----- RECORDS FOR THE EXERCISE

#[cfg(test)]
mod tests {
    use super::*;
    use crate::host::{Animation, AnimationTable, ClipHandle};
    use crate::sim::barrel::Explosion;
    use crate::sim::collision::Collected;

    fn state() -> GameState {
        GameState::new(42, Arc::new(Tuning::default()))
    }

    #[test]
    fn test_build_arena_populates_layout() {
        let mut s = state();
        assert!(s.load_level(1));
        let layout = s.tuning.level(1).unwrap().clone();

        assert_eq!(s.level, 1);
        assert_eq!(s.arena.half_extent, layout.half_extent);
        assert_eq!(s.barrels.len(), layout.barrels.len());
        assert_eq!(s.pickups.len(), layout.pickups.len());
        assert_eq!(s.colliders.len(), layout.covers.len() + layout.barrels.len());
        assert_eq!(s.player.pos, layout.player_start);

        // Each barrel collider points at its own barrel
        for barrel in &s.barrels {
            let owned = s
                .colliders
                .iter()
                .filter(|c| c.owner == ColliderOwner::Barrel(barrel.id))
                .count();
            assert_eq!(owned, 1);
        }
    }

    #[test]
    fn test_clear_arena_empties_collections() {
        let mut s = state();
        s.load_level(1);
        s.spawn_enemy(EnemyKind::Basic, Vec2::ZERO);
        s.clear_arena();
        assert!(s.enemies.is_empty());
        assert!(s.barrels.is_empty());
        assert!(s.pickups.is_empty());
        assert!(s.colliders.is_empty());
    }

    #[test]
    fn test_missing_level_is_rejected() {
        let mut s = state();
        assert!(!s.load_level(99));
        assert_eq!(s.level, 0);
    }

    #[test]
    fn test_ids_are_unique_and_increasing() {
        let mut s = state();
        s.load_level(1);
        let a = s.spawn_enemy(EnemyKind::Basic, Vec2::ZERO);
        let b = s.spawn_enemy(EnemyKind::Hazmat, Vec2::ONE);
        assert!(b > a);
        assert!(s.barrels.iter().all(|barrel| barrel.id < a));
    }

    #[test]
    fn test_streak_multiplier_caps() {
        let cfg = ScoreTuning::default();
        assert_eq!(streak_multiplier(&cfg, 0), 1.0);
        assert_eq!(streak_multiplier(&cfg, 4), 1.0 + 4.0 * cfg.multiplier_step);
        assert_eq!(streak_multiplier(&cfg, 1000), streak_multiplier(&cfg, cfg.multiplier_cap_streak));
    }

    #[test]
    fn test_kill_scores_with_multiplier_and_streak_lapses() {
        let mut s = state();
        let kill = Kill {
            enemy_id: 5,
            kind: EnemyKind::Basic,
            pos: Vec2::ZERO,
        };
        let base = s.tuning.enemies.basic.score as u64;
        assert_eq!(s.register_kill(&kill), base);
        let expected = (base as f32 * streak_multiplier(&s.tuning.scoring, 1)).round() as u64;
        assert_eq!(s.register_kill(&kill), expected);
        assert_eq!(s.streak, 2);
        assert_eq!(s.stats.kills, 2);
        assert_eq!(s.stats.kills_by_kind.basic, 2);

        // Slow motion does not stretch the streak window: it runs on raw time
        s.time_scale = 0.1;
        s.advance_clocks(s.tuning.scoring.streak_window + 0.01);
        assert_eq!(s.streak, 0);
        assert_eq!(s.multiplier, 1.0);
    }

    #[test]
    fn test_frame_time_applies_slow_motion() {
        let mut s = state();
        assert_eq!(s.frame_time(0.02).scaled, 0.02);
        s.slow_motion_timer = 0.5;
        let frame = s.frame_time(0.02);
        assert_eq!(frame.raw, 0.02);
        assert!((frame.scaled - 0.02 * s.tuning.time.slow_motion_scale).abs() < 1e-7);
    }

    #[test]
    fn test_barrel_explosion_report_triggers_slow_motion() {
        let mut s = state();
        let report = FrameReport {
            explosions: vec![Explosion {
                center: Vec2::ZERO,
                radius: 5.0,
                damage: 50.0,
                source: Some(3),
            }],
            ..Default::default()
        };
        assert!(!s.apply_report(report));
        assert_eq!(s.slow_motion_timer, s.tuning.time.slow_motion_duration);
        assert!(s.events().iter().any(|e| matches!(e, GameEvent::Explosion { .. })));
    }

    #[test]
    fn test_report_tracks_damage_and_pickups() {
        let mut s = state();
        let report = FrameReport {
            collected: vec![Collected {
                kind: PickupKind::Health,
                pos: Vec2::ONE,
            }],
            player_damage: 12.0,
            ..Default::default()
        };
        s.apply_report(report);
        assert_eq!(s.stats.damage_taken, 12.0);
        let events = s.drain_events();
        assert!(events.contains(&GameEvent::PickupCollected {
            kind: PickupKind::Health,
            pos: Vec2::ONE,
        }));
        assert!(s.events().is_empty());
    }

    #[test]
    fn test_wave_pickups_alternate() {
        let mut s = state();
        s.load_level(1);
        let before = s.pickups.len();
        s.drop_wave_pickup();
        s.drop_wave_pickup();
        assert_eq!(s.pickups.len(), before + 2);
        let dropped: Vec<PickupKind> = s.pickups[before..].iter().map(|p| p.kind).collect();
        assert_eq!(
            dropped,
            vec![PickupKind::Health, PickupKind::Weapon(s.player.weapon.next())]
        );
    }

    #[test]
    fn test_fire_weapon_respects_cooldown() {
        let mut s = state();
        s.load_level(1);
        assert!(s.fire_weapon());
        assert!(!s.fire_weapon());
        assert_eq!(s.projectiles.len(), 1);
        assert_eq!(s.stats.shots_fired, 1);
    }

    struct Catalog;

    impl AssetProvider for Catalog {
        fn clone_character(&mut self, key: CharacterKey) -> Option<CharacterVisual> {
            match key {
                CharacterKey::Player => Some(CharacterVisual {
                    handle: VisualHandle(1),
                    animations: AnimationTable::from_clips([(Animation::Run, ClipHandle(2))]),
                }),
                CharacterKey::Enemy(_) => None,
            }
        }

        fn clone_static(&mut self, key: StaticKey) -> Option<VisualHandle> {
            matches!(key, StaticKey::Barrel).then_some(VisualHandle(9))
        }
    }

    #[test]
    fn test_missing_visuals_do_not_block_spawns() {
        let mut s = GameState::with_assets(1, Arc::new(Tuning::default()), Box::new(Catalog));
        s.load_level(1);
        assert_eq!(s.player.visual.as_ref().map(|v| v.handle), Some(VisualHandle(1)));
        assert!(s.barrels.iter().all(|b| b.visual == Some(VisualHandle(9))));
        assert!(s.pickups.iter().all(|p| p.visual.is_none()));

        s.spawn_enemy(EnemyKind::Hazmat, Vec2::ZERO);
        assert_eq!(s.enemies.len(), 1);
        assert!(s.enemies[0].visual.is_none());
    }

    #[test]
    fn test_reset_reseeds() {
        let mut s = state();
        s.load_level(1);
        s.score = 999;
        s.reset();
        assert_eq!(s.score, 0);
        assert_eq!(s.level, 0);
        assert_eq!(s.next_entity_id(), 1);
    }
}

----------
----- RECORDS FOR THE EXERCISE

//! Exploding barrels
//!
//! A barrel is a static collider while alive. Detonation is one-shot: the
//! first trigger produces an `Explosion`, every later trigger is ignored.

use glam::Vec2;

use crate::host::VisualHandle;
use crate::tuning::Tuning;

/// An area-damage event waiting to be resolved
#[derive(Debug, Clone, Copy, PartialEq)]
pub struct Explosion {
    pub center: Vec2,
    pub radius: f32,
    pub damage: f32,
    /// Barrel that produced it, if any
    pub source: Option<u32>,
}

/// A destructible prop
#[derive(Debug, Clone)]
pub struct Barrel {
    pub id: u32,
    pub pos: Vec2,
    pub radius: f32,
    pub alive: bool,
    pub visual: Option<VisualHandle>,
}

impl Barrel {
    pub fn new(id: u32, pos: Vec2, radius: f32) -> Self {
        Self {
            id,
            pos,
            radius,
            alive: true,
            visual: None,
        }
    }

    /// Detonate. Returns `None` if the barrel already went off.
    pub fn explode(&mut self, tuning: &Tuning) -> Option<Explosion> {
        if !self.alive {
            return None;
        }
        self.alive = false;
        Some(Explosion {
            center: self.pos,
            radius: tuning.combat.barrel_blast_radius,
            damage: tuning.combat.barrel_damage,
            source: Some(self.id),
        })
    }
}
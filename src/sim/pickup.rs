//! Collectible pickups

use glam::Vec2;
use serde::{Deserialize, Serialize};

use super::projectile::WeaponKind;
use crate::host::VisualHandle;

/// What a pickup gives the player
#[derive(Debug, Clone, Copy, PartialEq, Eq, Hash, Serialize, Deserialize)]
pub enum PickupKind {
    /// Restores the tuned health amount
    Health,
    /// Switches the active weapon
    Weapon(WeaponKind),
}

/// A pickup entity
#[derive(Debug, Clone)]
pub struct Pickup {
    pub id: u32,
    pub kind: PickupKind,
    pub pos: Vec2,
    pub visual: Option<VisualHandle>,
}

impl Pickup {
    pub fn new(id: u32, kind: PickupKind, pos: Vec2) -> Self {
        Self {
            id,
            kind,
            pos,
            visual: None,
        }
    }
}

----------
----- RECORDS FOR THE EXERCISE

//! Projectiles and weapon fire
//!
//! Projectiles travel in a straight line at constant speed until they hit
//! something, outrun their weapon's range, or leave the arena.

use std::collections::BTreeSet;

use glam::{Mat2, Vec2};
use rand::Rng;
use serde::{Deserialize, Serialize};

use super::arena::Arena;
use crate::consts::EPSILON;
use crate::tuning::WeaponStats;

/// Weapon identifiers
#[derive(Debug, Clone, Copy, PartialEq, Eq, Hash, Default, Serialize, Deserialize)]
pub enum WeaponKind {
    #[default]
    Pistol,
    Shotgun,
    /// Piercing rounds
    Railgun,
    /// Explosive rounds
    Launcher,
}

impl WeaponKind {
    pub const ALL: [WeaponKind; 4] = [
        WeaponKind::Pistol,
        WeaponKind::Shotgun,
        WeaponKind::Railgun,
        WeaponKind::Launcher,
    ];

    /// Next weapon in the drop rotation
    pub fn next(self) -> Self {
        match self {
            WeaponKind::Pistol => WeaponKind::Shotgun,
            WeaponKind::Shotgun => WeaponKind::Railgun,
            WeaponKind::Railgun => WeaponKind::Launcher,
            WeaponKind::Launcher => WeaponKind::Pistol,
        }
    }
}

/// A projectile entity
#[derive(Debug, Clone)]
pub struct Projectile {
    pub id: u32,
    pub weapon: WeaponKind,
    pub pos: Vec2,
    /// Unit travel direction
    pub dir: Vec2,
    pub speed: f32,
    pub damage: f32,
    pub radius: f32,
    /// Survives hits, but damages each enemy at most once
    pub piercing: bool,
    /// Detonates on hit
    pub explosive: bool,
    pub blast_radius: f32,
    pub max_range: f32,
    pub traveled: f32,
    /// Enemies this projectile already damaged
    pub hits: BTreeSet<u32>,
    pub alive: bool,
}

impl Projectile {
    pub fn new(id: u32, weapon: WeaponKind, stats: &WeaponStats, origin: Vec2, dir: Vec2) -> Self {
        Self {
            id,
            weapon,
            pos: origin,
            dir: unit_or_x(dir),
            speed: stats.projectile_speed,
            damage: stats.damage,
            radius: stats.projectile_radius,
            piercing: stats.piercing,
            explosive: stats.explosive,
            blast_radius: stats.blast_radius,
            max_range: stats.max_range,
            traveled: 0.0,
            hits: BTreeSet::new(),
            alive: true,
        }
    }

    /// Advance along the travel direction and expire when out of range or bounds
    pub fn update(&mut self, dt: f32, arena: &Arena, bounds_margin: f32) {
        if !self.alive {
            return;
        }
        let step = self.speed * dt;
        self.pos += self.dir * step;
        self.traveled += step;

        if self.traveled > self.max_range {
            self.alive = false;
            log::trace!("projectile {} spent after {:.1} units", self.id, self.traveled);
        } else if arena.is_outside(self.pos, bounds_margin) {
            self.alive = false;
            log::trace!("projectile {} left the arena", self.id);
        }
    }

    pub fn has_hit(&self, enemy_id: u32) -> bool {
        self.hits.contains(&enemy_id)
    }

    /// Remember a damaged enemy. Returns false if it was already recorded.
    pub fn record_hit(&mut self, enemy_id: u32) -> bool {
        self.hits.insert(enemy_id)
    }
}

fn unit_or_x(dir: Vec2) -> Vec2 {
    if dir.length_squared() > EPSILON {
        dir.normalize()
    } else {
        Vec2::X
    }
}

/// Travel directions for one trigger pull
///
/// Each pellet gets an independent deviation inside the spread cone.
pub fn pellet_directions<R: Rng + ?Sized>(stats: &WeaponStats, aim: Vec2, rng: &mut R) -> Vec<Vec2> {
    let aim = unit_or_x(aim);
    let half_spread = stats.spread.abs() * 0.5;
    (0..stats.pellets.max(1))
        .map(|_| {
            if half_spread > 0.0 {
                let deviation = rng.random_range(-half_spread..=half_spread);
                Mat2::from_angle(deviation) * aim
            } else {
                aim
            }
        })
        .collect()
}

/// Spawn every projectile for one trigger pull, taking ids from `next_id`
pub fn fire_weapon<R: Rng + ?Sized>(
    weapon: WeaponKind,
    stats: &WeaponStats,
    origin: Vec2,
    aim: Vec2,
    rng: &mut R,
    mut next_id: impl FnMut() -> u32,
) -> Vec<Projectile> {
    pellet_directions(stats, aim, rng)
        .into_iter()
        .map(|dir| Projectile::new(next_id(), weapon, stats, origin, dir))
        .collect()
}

----------

PROBLEM REQUIREMENTS: All that belongs in the answer is the run of lines above from the line containing "assert_eq!(streak_multiplier(&cfg, 0), 1.0);" through the line containing "let expected = (base", exactly as written.

SOLUTION FOR THIS TASK:
        assert_eq!(streak_multiplier(&cfg, 0), 1.0);
        assert_eq!(streak_multiplier(&cfg, 4), 1.0 + 4.0 * cfg.multiplier_step);
        assert_eq!(streak_multiplier(&cfg, 1000), streak_multiplier(&cfg, cfg.multiplier_cap_streak));
    }

    #[test]
    fn test_kill_scores_with_multiplier_and_streak_lapses() {
        let mut s = state();
        let kill = Kill {
            enemy_id: 5,
            kind: EnemyKind::Basic,
            pos: Vec2::ZERO,
        };
        let base = s.tuning.enemies.basic.score as u64;
        assert_eq!(s.register_kill(&kill), base);
        let expected = (base as f32 * streak_multiplier(&s.tuning.scoring, 1)).round() as u64;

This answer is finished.